Determine which lines of the records include the word "PartialEq", and copy them.

• Records from a collection:
****************************************

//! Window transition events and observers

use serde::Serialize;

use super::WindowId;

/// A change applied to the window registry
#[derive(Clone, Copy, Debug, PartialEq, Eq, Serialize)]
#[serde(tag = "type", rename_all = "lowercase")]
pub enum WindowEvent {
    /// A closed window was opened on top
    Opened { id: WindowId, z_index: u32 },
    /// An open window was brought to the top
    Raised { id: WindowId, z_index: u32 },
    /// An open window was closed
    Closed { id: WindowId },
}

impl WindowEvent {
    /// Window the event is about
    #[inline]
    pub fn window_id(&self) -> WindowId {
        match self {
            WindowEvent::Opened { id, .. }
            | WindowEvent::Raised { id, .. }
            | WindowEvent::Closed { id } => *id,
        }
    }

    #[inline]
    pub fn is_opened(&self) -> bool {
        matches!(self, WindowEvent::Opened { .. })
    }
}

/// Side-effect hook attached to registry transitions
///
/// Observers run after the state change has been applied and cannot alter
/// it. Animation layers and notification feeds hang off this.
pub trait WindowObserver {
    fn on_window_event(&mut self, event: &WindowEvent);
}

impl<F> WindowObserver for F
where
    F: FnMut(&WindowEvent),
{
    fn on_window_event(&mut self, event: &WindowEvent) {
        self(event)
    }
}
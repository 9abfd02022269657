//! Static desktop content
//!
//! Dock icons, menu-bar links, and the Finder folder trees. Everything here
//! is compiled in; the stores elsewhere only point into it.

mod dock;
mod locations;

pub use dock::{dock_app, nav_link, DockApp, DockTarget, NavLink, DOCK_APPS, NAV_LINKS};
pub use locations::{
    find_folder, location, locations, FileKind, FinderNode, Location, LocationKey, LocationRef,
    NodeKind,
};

****************************************

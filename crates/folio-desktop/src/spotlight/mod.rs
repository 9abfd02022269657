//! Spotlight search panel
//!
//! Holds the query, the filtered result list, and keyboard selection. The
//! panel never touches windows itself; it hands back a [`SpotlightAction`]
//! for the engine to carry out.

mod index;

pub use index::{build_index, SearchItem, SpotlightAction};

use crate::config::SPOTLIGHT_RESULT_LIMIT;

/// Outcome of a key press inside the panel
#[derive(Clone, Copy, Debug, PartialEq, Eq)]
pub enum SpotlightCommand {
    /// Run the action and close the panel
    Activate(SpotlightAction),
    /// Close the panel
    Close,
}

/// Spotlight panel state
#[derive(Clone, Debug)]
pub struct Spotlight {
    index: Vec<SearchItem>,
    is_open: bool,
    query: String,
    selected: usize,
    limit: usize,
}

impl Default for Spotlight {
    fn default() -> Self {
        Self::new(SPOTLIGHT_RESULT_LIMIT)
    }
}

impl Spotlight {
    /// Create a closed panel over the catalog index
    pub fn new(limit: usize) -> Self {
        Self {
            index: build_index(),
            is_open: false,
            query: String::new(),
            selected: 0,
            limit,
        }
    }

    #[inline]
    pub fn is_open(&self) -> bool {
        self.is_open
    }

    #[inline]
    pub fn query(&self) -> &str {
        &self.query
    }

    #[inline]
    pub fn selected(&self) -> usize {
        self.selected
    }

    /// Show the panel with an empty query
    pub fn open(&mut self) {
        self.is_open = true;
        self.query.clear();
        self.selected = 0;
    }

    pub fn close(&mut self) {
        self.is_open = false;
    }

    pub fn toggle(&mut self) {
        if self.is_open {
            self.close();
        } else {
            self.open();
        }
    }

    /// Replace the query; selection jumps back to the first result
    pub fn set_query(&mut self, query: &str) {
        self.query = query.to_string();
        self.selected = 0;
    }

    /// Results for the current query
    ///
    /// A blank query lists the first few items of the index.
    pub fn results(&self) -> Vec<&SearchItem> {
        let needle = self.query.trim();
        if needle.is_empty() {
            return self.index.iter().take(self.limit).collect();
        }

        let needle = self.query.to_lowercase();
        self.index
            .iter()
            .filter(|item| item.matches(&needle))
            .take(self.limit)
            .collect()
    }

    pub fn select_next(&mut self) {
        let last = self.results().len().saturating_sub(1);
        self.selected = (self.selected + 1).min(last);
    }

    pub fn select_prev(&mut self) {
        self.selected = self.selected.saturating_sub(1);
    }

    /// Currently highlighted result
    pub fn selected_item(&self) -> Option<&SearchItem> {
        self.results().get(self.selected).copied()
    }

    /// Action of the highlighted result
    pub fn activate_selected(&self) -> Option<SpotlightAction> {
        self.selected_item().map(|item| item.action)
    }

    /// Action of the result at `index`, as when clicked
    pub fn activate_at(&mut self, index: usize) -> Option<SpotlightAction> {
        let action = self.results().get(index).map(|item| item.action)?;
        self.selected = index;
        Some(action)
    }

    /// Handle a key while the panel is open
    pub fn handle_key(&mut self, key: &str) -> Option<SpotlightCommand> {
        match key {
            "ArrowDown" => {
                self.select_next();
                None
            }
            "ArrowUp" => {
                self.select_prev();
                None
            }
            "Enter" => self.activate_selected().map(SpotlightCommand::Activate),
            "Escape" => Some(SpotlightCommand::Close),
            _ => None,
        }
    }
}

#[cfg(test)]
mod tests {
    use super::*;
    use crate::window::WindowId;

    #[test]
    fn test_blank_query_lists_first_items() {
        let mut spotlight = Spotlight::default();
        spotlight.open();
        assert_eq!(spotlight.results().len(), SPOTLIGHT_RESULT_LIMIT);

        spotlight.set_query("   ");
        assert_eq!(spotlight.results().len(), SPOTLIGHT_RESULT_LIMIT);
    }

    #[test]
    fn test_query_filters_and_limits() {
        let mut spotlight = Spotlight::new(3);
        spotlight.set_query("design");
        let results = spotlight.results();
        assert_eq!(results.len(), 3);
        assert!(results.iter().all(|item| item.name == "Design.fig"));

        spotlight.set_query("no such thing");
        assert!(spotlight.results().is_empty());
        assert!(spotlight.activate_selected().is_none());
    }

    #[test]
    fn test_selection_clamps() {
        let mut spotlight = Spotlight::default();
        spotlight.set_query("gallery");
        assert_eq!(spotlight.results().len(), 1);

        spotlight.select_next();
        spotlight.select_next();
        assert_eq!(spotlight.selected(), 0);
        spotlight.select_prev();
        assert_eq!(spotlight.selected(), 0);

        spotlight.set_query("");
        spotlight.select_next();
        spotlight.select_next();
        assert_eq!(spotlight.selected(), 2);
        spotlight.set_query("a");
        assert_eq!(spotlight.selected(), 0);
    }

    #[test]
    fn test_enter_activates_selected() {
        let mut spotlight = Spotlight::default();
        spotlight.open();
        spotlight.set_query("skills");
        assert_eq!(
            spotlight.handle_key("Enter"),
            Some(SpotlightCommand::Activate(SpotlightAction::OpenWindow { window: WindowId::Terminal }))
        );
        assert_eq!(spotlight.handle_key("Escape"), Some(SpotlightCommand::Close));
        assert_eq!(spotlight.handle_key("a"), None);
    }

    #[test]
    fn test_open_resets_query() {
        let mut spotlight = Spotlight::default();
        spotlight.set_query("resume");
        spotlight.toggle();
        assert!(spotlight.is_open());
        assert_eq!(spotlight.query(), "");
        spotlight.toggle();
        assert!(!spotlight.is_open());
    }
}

****************************************

• Exercise answer:
#[derive(Clone, Copy, Debug, PartialEq, Eq, Serialize)]
#[derive(Clone, Copy, Debug, PartialEq, Eq)]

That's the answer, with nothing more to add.